UNICEF: Yemen conflict has killed nearly 400 children
by Daily Sabah with AP
ISTANBULAug 20, 2015 - 12:00 am GMT+3
by Daily Sabah with AP
Aug 20, 2015 12:00 am
The conflict in Yemen has killed nearly 400 children since the end of March, and a similar number of children have been recruited by armed groups, according to a new report by the U.N. children's agency. It warns that the fighting shows "no sign of a resolution."
This is UNICEF's first such alert on Yemen, where a Saudi-led coalition has been fighting Shiite Houthi rebels since late March. Millions have been trapped in the conflict, and aid groups have warned that many people are on the brink of starvation.
"Basic services that children depend on have been decimated," UNICEF said. Its report said that as of a week ago, 398 children have been killed, 377 have been recruited to fight and 1.3 million have fled their homes. Months of brutal conflict in the country have killed or injured more than 1,000 children in total – an average of eight casualties every day – the report said. The war has killed more than 4,300 people, many of them civilians, and spread disease and hunger throughout the country. "Abdul was 4 years old, and he was killed by a sniper," the report quotes one local child, 7-year-old Nada Nussir as saying. "I do not want to die like him." Human rights groups have expressed concern that both sides are violating the laws of war and not doing enough to protect civilians. Amnesty International this week called on the U.N. to create a commission of inquiry to investigate alleged war crimes.
The U.N. and aid groups have called repeatedly for ways to get food, fuel, medicine and other supplies into Yemen, but tight restrictions imposed by the coalition on air and sea transport remain in place, while Yemen's exiled government accuses the Houthis of hijacking aid. Yemen is the poorest country in the Arab world, and its population relies on imports for about 90 percent of its supplies. Attempts at U.N.-brokered humanitarian pauses to bring in aid have failed.
The new UNICEF report says about 10 million children, or half of the country's population, need urgent humanitarian assistance. It also says more than half a million pregnant women in Yemen's hardest-hit areas are at higher risk for birth or pregnancy complications because they can't get to medical facilities.Saudi Arabia months ago pledged to fully fund a $274 million emergency U.N. appeal for Yemen, but a UNICEF spokesman, Rajat Madhok, on Tuesday told The Associated Press that the agency has not received any money from the appeal.
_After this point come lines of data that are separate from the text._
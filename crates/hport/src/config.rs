// SPDX-License-Identifier: Apache-2.0 OR MIT
// Copyright (c) 2025-2026 naskel.com

//! HPORT Global Configuration - Single Source of Truth
//!
//! This module centralizes ALL registry capacities and the runtime
//! configuration of the port manager.
//! **NEVER hardcode capacities elsewhere!**
//!
//! # Architecture
//!
//! - **Level 1 (Static)**: Compile-time capacities. Every registry pool is sized
//!   once from these constants and never grows.
//! - **Level 2 (Dynamic)**: [`RouDiConfig`], validated once when the
//!   [`PortManager`](crate::roudi::PortManager) is constructed.
//!
//! # Example
//!
//! ```
//! use hport::config::{ConnectionPolicy, RouDiConfig};
//!
//! let config = RouDiConfig::builder()
//!     .connection_policy(ConnectionPolicy::MultiPublisher)
//!     .max_chunks_held_per_subscriber(64)
//!     .build()
//!     .expect("valid config");
//! assert_eq!(config.connection_policy(), ConnectionPolicy::MultiPublisher);
//! ```

use std::fmt;
use std::str::FromStr;
use thiserror::Error;

// =======================================================================
// Registry capacities
// =======================================================================

/// Maximum number of publisher ports in the registry.
pub const MAX_PUBLISHERS: usize = 512;

/// Maximum number of subscriber ports in the registry.
pub const MAX_SUBSCRIBERS: usize = 1024;

/// Maximum number of interface (gateway) ports.
pub const MAX_INTERFACE_NUMBER: usize = 4;

/// Maximum number of application ports, one per registered process.
pub const MAX_PROCESS_NUMBER: usize = 300;

/// Maximum number of node records.
pub const MAX_NODE_NUMBER: usize = 1000;

/// Maximum number of condition variables (one per wait-set).
pub const MAX_NUMBER_OF_CONDITION_VARIABLES: usize = 1024;

/// Maximum number of event variables (one per listener).
pub const MAX_NUMBER_OF_EVENT_VARIABLES: usize = 128;

// =======================================================================
// Per-port bounds
// =======================================================================

/// Connection list capacity of a single publisher.
pub const MAX_SUBSCRIBERS_PER_PUBLISHER: usize = 256;

/// Connection list capacity of a single subscriber under the multi-publisher
/// policy. The single-publisher policy caps it at one.
pub const MAX_PUBLISHERS_PER_SUBSCRIBER: usize = 16;

/// Maximum number of samples a publisher retains for late joiners.
pub const MAX_PUBLISHER_HISTORY: usize = 16;

/// Maximum delivery queue capacity of a subscriber.
pub const MAX_SUBSCRIBER_QUEUE_CAPACITY: usize = 256;

/// Upper bound on chunks a subscriber may hold (taken, not yet released).
pub const MAX_CHUNKS_HELD_PER_SUBSCRIBER_SIMULTANEOUSLY: u32 = 256;

/// Maximum number of attachments of a single wait-set.
pub const MAX_NUMBER_OF_ATTACHMENTS_PER_WAITSET: usize = 128;

/// Capacity of the CaPro message queue of an interface port.
pub const MAX_INTERFACE_CAPRO_FIFO_SIZE: usize = 128;

/// Number of notification slots of an event variable.
pub const MAX_NUMBER_OF_EVENTS_PER_LISTENER: usize = 128;

/// Maximum number of distinct offered services tracked by the service registry.
pub const MAX_SERVICE_REGISTRY_ENTRIES: usize = MAX_PUBLISHERS;

/// Maximum length of a process name (bytes, truncated on construction).
pub const MAX_PROCESS_NAME_LENGTH: usize = 100;

/// Maximum length of a node name (bytes, truncated on construction).
pub const MAX_NODE_NAME_LENGTH: usize = 100;

/// Environment variable selecting the connection policy in [`RouDiConfig::from_env`].
pub const CONNECTION_POLICY_ENV: &str = "HPORT_CONNECTION_POLICY";

/// How many publishers a single subscriber may be connected to.
#[derive(Debug, Clone, Copy, PartialEq, Eq, Default)]
pub enum ConnectionPolicy {
    /// A subscriber connects to at most one publisher per description.
    #[default]
    SinglePublisher,
    /// A subscriber connects to every offered publisher matching its description.
    MultiPublisher,
}

impl ConnectionPolicy {
    /// Capacity of the subscriber-side connection list under this policy.
    #[must_use]
    pub const fn max_publishers_per_subscriber(self) -> usize {
        match self {
            Self::SinglePublisher => 1,
            Self::MultiPublisher => MAX_PUBLISHERS_PER_SUBSCRIBER,
        }
    }
}

impl fmt::Display for ConnectionPolicy {
    fn fmt(&self, f: &mut fmt::Formatter<'_>) -> fmt::Result {
        match self {
            Self::SinglePublisher => write!(f, "single"),
            Self::MultiPublisher => write!(f, "multi"),
        }
    }
}

impl FromStr for ConnectionPolicy {
    type Err = ConfigError;

    fn from_str(s: &str) -> Result<Self, Self::Err> {
        match s.trim().to_ascii_lowercase().as_str() {
            "single" | "one-to-many" => Ok(Self::SinglePublisher),
            "multi" | "many-to-many" => Ok(Self::MultiPublisher),
            other => Err(ConfigError::UnknownConnectionPolicy(other.to_string())),
        }
    }
}

/// Configuration errors.
#[derive(Debug, Clone, PartialEq, Eq, Error)]
pub enum ConfigError {
    #[error("unknown connection policy: {0} (expected 'single' or 'multi')")]
    UnknownConnectionPolicy(String),

    #[error("max chunks held per subscriber must be in 1..={max}, got {value}")]
    InvalidChunksHeldLimit { value: u32, max: u32 },
}

/// Runtime configuration of the port manager.
#[derive(Debug, Clone, PartialEq, Eq)]
pub struct RouDiConfig {
    connection_policy: ConnectionPolicy,
    max_chunks_held_per_subscriber: u32,
}

impl RouDiConfig {
    /// Start building a configuration from the defaults.
    #[must_use]
    pub fn builder() -> RouDiConfigBuilder {
        RouDiConfigBuilder::default()
    }

    /// Default configuration overridden by `HPORT_CONNECTION_POLICY` when set.
    pub fn from_env() -> Result<Self, ConfigError> {
        let mut builder = Self::builder();
        if let Ok(value) = std::env::var(CONNECTION_POLICY_ENV) {
            builder = builder.connection_policy(value.parse()?);
        }
        builder.build()
    }

    #[must_use]
    pub fn connection_policy(&self) -> ConnectionPolicy {
        self.connection_policy
    }

    #[must_use]
    pub fn max_chunks_held_per_subscriber(&self) -> u32 {
        self.max_chunks_held_per_subscriber
    }

    /// Check every runtime value against its compile-time bound.
    pub fn validate(&self) -> Result<(), ConfigError> {
        let held = self.max_chunks_held_per_subscriber;
        if held == 0 || held > MAX_CHUNKS_HELD_PER_SUBSCRIBER_SIMULTANEOUSLY {
            return Err(ConfigError::InvalidChunksHeldLimit {
                value: held,
                max: MAX_CHUNKS_HELD_PER_SUBSCRIBER_SIMULTANEOUSLY,
            });
        }
        Ok(())
    }
}

impl Default for RouDiConfig {
    fn default() -> Self {
        Self {
            connection_policy: ConnectionPolicy::default(),
            max_chunks_held_per_subscriber: MAX_CHUNKS_HELD_PER_SUBSCRIBER_SIMULTANEOUSLY,
        }
    }
}

/// Builder for [`RouDiConfig`].
#[derive(Debug, Clone, Default)]
pub struct RouDiConfigBuilder {
    config: RouDiConfig,
}

impl RouDiConfigBuilder {
    #[must_use]
    pub fn connection_policy(mut self, policy: ConnectionPolicy) -> Self {
        self.config.connection_policy = policy;
        self
    }

    #[must_use]
    pub fn max_chunks_held_per_subscriber(mut self, limit: u32) -> Self {
        self.config.max_chunks_held_per_subscriber = limit;
        self
    }

    pub fn build(self) -> Result<RouDiConfig, ConfigError> {
        self.config.validate()?;
        Ok(self.config)
    }
}

/// Per-port memory placement info handed over by the runtime.
#[derive(Debug, Clone, Copy, PartialEq, Eq, Default)]
pub struct PortConfigInfo {
    pub port_type: u32,
    pub device_id: u32,
    pub memory_type: u32,
}

impl PortConfigInfo {
    #[must_use]
    pub const fn new(port_type: u32, device_id: u32, memory_type: u32) -> Self {
        Self {
            port_type,
            device_id,
            memory_type,
        }
    }
}

#[cfg(test)]
mod tests {
    use super::*;

    #[test]
    fn test_default_config_is_valid() {
        let config = RouDiConfig::default();
        assert!(config.validate().is_ok());
        assert_eq!(config.connection_policy(), ConnectionPolicy::SinglePublisher);
    }

    #[test]
    fn test_connection_policy_parse() {
        assert_eq!(
            "single".parse::<ConnectionPolicy>(),
            Ok(ConnectionPolicy::SinglePublisher)
        );
        assert_eq!(
            " Multi ".parse::<ConnectionPolicy>(),
            Ok(ConnectionPolicy::MultiPublisher)
        );
        assert!(matches!(
            "broadcast".parse::<ConnectionPolicy>(),
            Err(ConfigError::UnknownConnectionPolicy(_))
        ));
    }

    #[test]
    fn test_builder_rejects_zero_held_limit() {
        let result = RouDiConfig::builder()
            .max_chunks_held_per_subscriber(0)
            .build();
        assert_eq!(
            result,
            Err(ConfigError::InvalidChunksHeldLimit {
                value: 0,
                max: MAX_CHUNKS_HELD_PER_SUBSCRIBER_SIMULTANEOUSLY
            })
        );
    }

    #[test]
    fn test_builder_rejects_limit_above_compile_time_bound() {
        let result = RouDiConfig::builder()
            .max_chunks_held_per_subscriber(MAX_CHUNKS_HELD_PER_SUBSCRIBER_SIMULTANEOUSLY + 1)
            .build();
        assert!(result.is_err());
    }

    #[test]
    fn test_policy_connection_capacity() {
        assert_eq!(
            ConnectionPolicy::SinglePublisher.max_publishers_per_subscriber(),
            1
        );
        assert_eq!(
            ConnectionPolicy::MultiPublisher.max_publishers_per_subscriber(),
            MAX_PUBLISHERS_PER_SUBSCRIBER
        );
    }
}
// SPDX-License-Identifier: Apache-2.0 OR MIT
// Copyright (c) 2025-2026 naskel.com

//! Subscriber facade with wait-set attachment.

use super::subscriber_port::SubscriberPort;
use super::wait_set::{SubscriberEvent, TriggerId, WaitSet, WaitSetShared};
use crate::capro::ServiceDescription;
use crate::error::{ChunkReceiveError, WaitSetError};
use crate::mepoo::SharedChunk;
use crate::ports::SubscribeState;
use parking_lot::Mutex;
use std::sync::{Arc, Weak};

struct Trigger {
    waitset: Weak<WaitSetShared>,
    id: TriggerId,
    event: SubscriberEvent,
}

/// Forwards to a [`SubscriberPort`] and manages its attachment to at most one
/// [`WaitSet`]. The port is destroyed when the subscriber is dropped.
pub struct BaseSubscriber<P: SubscriberPort> {
    port: Arc<P>,
    trigger: Mutex<Option<Trigger>>,
}

impl<P: SubscriberPort> BaseSubscriber<P> {
    #[must_use]
    pub fn new(port: P) -> Self {
        Self::with_shared_port(Arc::new(port))
    }

    /// Wrap a port the caller keeps a reference to.
    #[must_use]
    pub fn with_shared_port(port: Arc<P>) -> Self {
        Self {
            port,
            trigger: Mutex::new(None),
        }
    }

    #[must_use]
    pub fn port(&self) -> &P {
        &self.port
    }

    pub fn subscribe(&self) {
        self.port.subscribe();
    }

    pub fn unsubscribe(&self) {
        self.port.unsubscribe();
    }

    #[must_use]
    pub fn subscription_state(&self) -> SubscribeState {
        self.port.subscription_state()
    }

    #[must_use]
    pub fn has_data(&self) -> bool {
        self.port.has_new_chunks()
    }

    pub fn take_chunk(&self) -> Result<SharedChunk, ChunkReceiveError> {
        self.port.try_get_chunk()
    }

    pub fn release_chunk(&self, chunk: SharedChunk) {
        self.port.release_chunk(chunk);
    }

    pub fn release_queued_data(&self) {
        self.port.release_queued_chunks();
    }

    #[must_use]
    pub fn service_description(&self) -> ServiceDescription {
        self.port.service_description()
    }

    #[must_use]
    pub fn has_missed_data(&self) -> bool {
        self.port.has_lost_chunks_since_last_call()
    }

    /// `true` while attached to a live wait-set.
    #[must_use]
    pub fn is_attached(&self) -> bool {
        self.trigger
            .lock()
            .as_ref()
            .is_some_and(|t| t.waitset.strong_count() > 0)
    }

    pub(crate) fn is_attached_to(&self, waitset: &WaitSet) -> bool {
        self.trigger
            .lock()
            .as_ref()
            .and_then(|t| t.waitset.upgrade())
            .is_some_and(|shared| Arc::ptr_eq(&shared, &waitset.shared))
    }

    /// Clear the port's condition variable reference and leave the wait-set.
    ///
    /// No-op when detached or attached for another event. If the wait-set is
    /// already gone, its teardown cleared the reference and only the local
    /// trigger is dropped.
    pub fn disable_event(&self, event: SubscriberEvent) {
        let mut slot = self.trigger.lock();
        if slot.as_ref().map_or(true, |t| t.event != event) {
            return;
        }
        let Some(trigger) = slot.take() else {
            return;
        };

        if let Some(waitset) = trigger.waitset.upgrade() {
            self.port.unset_condition_variable();
            waitset.remove(trigger.id);
            log::debug!("[popo] {} detached", trigger.id);
        }
    }
}

impl<P: SubscriberPort + 'static> BaseSubscriber<P> {
    /// Attach `event` to `waitset`.
    ///
    /// A subscriber attached elsewhere joins the new wait-set before leaving the
    /// old one, so a rejected attach (`WaitSetFull`) keeps the existing
    /// attachment intact. The port's reference is then replaced by a single
    /// `set_condition_variable`. Attaching twice to the same wait-set is rejected.
    pub fn enable_event(
        &self,
        waitset: &WaitSet,
        event: SubscriberEvent,
    ) -> Result<TriggerId, WaitSetError> {
        let mut slot = self.trigger.lock();

        let previous = slot
            .as_ref()
            .and_then(|t| t.waitset.upgrade().map(|shared| (shared, t.id)));
        if let Some((shared, _)) = &previous {
            if Arc::ptr_eq(shared, &waitset.shared) {
                return Err(WaitSetError::AlreadyAttached);
            }
        }
        if !waitset.shared.is_condition_variable_live() {
            return Err(WaitSetError::ConditionVariableDestroyed);
        }

        let port = Arc::clone(&self.port) as Arc<dyn SubscriberPort>;
        let port: Weak<dyn SubscriberPort> = Arc::downgrade(&port);
        let id = waitset.shared.add(event, port)?;

        if let Some((old, old_id)) = previous {
            old.remove(old_id);
            log::debug!("[popo] {} left previous wait-set", old_id);
        }

        self.port
            .set_condition_variable(waitset.shared.condition_variable());
        *slot = Some(Trigger {
            waitset: Arc::downgrade(&waitset.shared),
            id,
            event,
        });
        log::debug!("[popo] {} attached for {:?}", id, event);
        Ok(id)
    }
}

impl<P: SubscriberPort> Drop for BaseSubscriber<P> {
    fn drop(&mut self) {
        let event = self.trigger.lock().as_ref().map(|t| t.event);
        if let Some(event) = event {
            self.disable_event(event);
        }
        self.port.destroy();
    }
}
// SPDX-License-Identifier: Apache-2.0 OR MIT
// Copyright (c) 2025-2026 naskel.com

//! Event variable: a condition variable with per-index activation flags.

use super::condition_variable::Signal;
use crate::config::MAX_NUMBER_OF_EVENTS_PER_LISTENER;
use crate::error::ErrorKind;
use crate::pool::Handle;
use crate::ports::{Ownership, RegistryContext};
use std::sync::atomic::{AtomicBool, Ordering};

/// Registry record of an event variable.
#[derive(Debug)]
pub struct EventVariableData {
    pub(crate) owner: Ownership,
    pub(crate) signal: Signal,
    active: [AtomicBool; MAX_NUMBER_OF_EVENTS_PER_LISTENER],
}

impl Default for EventVariableData {
    fn default() -> Self {
        Self {
            owner: Ownership::default(),
            signal: Signal::default(),
            active: std::array::from_fn(|_| AtomicBool::new(false)),
        }
    }
}

impl EventVariableData {
    pub(crate) fn reset(&self, process_name: &str) {
        self.owner.reset(process_name);
        self.signal.clear();
        for flag in &self.active {
            flag.store(false, Ordering::Release);
        }
    }

    #[must_use]
    pub fn owner(&self) -> &Ownership {
        &self.owner
    }

    /// Activate `index` and wake the listener. Out-of-range indices are ignored.
    pub fn notify(&self, index: usize) -> bool {
        let Some(flag) = self.active.get(index) else {
            return false;
        };
        flag.store(true, Ordering::Release);
        self.signal.notify();
        true
    }

    /// Collect and clear every active index, lowest first.
    pub fn take_notifications(&self) -> Vec<usize> {
        self.signal.reset();
        self.active
            .iter()
            .enumerate()
            .filter(|(_, flag)| flag.swap(false, Ordering::AcqRel))
            .map(|(index, _)| index)
            .collect()
    }
}

/// Notifies one index of an event variable.
#[derive(Debug, Clone)]
pub struct EventNotifier {
    context: RegistryContext,
    handle: Handle<EventVariableData>,
    index: usize,
}

impl EventNotifier {
    #[must_use]
    pub fn new(context: RegistryContext, handle: Handle<EventVariableData>, index: usize) -> Self {
        Self {
            context,
            handle,
            index,
        }
    }

    pub fn notify(&self) {
        let Some(data) = self.context.resolve(
            &self.context.pool.event_variables,
            self.handle,
            ErrorKind::PortUsedAfterDestruction("event variable"),
        ) else {
            return;
        };
        if !data.notify(self.index) {
            log::warn!(
                "[sync] event index {} out of range (max {})",
                self.index,
                MAX_NUMBER_OF_EVENTS_PER_LISTENER
            );
        }
    }
}

/// Listening side of an event variable.
#[derive(Debug)]
pub struct EventListener {
    context: RegistryContext,
    handle: Handle<EventVariableData>,
}

impl EventListener {
    #[must_use]
    pub fn new(context: RegistryContext, handle: Handle<EventVariableData>) -> Self {
        Self { context, handle }
    }

    #[must_use]
    pub fn was_notified(&self) -> bool {
        self.data().is_some_and(|data| data.signal.was_notified())
    }

    /// Indices notified since the last call.
    pub fn take_notifications(&self) -> Vec<usize> {
        self.data()
            .map(EventVariableData::take_notifications)
            .unwrap_or_default()
    }

    pub fn destroy(&self) {
        if let Some(data) = self.context.pool.event_variables.get(self.handle) {
            data.owner.mark_to_be_destroyed();
        }
    }

    fn data(&self) -> Option<&EventVariableData> {
        self.context.resolve(
            &self.context.pool.event_variables,
            self.handle,
            ErrorKind::PortUsedAfterDestruction("event variable"),
        )
    }
}

impl Drop for EventListener {
    fn drop(&mut self) {
        self.destroy();
    }
}

#[cfg(test)]
mod tests {
    use super::*;

    #[test]
    fn test_notify_and_take_notifications() {
        let data = EventVariableData::default();
        assert!(data.notify(3));
        assert!(data.notify(0));
        assert!(data.notify(3));
        assert!(!data.notify(MAX_NUMBER_OF_EVENTS_PER_LISTENER));

        assert!(data.signal.was_notified());
        assert_eq!(data.take_notifications(), vec![0, 3]);
        assert!(!data.signal.was_notified());
        assert!(data.take_notifications().is_empty());
    }
}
Discussions between the kingdom and the world body on the terms of the funding have long delayed the money.
Fractious Yemen has remained in turmoil since last September when Houthi militants overran Sanaa from which they have sought to extend their influence to other parts of the country. On March 25, Saudi Arabia and its Arab allies began an extensive air campaign targeting Houthi positions across the country. Some Gulf countries accuse Iran of supporting the Houthi-led insurgency that forced Yemeni President Abd Rabbuh Mansur Hadi to flee the country.The head of the international Red Cross, Peter Maurer said: "Yemen after five months looks like Syria after five years." Maurer, fresh off a trip to Yemen, said entrenched poverty, months of intensified warfare and limits on imports because of an international embargo have contributed to "catastrophic" conditions. In an interview, Maurer contrasted Yemen's war with others in the Middle East "where infrastructures are better off, and people are wealthier and have reserves and can escape."